Minimum Number of Swaps to Make The String Balanced

MediumArrays

Fewest swaps to balance a string of brackets.

Constraints

2 <= length <= 10^6
equal counts of '[' and ']'

Track the deepest deficit

Time O(n)Space O(1)

Treat '[' as +1 and ']' as -1 and track the running balance. The most negative balance reached is the deepest 'deficit' of unmatched closing brackets. Each swap can fix two of these mismatches, so the answer is ceil(deficit / 2), computed as (-minBalance + 1) / 2.

Key terms

balance:: Running count of opens minus closes; negative means too many closes so far.
deficit:: The largest shortfall of opening brackets, i.e. the most negative balance.

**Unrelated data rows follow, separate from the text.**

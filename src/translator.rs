use crate::emit::{Emitter, quoted};
use crate::lex::tokenize;
use crate::logic::ScoringLogic;
use crate::parse::parse;
use crate::validate::validate_with;
use crate::{CeeError, CeeScore, EmitOptions, Rule, ValidationPolicy};

/// Builder for a [`Translator`].
///
/// # Example
///
/// ```
/// use ceelang::Translator;
///
/// let translator = Translator::builder()
///     .allow_duplicate_options(true)
///     .percent_as_fraction(true)
///     .build();
///
/// let rule = translator.parse_rule("If >=80% = Green").unwrap();
/// let expr = translator.emit_condition(&rule, "Q1").unwrap();
/// assert_eq!(expr, "number(${Q1}) >= 0.8");
/// ```
#[derive(Debug, Default)]
pub struct TranslatorBuilder {
    policy: ValidationPolicy,
    options: EmitOptions,
}

impl TranslatorBuilder {
    #[must_use]
    pub fn new() -> Self {
        Self::default()
    }

    #[must_use]
    pub fn allow_duplicate_options(mut self, allow: bool) -> Self {
        self.policy.allow_duplicate_options = allow;
        self
    }

    #[must_use]
    pub fn yes_choice(mut self, name: &str) -> Self {
        name.clone_into(&mut self.options.yes_choice);
        self
    }

    #[must_use]
    pub fn no_choice(mut self, name: &str) -> Self {
        name.clone_into(&mut self.options.no_choice);
        self
    }

    #[must_use]
    pub fn negate_boolean(mut self, negate: bool) -> Self {
        self.options.negate_boolean = negate;
        self
    }

    #[must_use]
    pub fn percent_as_fraction(mut self, fraction: bool) -> Self {
        self.options.percent_as_fraction = fraction;
        self
    }

    #[must_use]
    pub fn fallback_score(mut self, score: CeeScore) -> Self {
        self.options.fallback_score = score;
        self
    }

    #[must_use]
    pub fn build(self) -> Translator {
        Translator {
            policy: self.policy,
            options: self.options,
        }
    }
}

/// Parses, validates and emits rule cells with a fixed configuration.
///
/// Immutable once built; share it behind `Arc` to translate from several
/// threads.
#[derive(Debug, Clone, Default)]
pub struct Translator {
    policy: ValidationPolicy,
    options: EmitOptions,
}

impl Translator {
    #[must_use]
    pub fn builder() -> TranslatorBuilder {
        TranslatorBuilder::new()
    }

    #[must_use]
    pub fn policy(&self) -> ValidationPolicy {
        self.policy
    }

    #[must_use]
    pub fn options(&self) -> &EmitOptions {
        &self.options
    }

    #[must_use]
    pub fn emitter(&self) -> Emitter<'_> {
        Emitter::new(&self.options)
    }

    /// Lex, parse and validate one rule.
    ///
    /// # Errors
    ///
    /// Returns the [`CeeError`] of the first stage that fails.
    pub fn parse_rule(&self, text: &str) -> Result<Rule, CeeError> {
        let tokens = tokenize(text)?;
        let rule = parse(&tokens)?;
        validate_with(&rule, self.policy)?;
        Ok(rule)
    }

    /// See [`Emitter::expression`].
    ///
    /// # Errors
    ///
    /// Returns [`CeeError::Emit`] for an illegal field reference.
    pub fn emit_expression(&self, rule: &Rule, field: &str) -> Result<String, CeeError> {
        Ok(self.emitter().expression(rule, field)?)
    }

    /// See [`Emitter::condition`].
    ///
    /// # Errors
    ///
    /// Returns [`CeeError::Emit`] for an illegal field reference.
    pub fn emit_condition(&self, rule: &Rule, field: &str) -> Result<String, CeeError> {
        Ok(self.emitter().condition(rule, field)?)
    }

    /// Parse a `;`-separated scoring-logic cell.
    ///
    /// # Errors
    ///
    /// See [`ScoringLogic::parse`].
    pub fn parse_scoring_logic(&self, text: &str) -> Result<ScoringLogic, CeeError> {
        ScoringLogic::parse(text, self.policy)
    }

    /// Parse a scoring-logic cell and emit its calculation in one step.
    ///
    /// A cell with a single rule and no `else_expr` falls back to the
    /// configured fallback score.
    ///
    /// # Errors
    ///
    /// Returns the [`CeeError`] of the first stage that fails.
    pub fn scoring_calculation(
        &self,
        text: &str,
        field: &str,
        else_expr: Option<&str>,
    ) -> Result<String, CeeError> {
        let logic = self.parse_scoring_logic(text)?;
        let fallback;
        let else_expr = match else_expr {
            Some(e) => Some(e),
            None if logic.rules().len() == 1 => {
                fallback = quoted(self.options.fallback_score.choice_name());
                Some(fallback.as_str())
            }
            None => None,
        };
        Ok(logic.emit_calculation(&self.emitter(), field, else_expr)?)
    }
}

int minSwaps(const string& s) {
    int balance = 0, maxDeficit = 0;
    for (char c : s) {
        balance += (c == '[') ? 1 : -1;
        maxDeficit = min(maxDeficit, balance);
    }
    return (-maxDeficit + 1) / 2;
}

Step by step

Walk the string, adding +1 for '[' and -1 for ']' to a running balance.
Record the minimum (most negative) balance seen.
The number of unmatched closers at the worst point is -minBalance.
Each swap fixes two, so return ceil(-minBalance / 2) = (-minBalance + 1) / 2.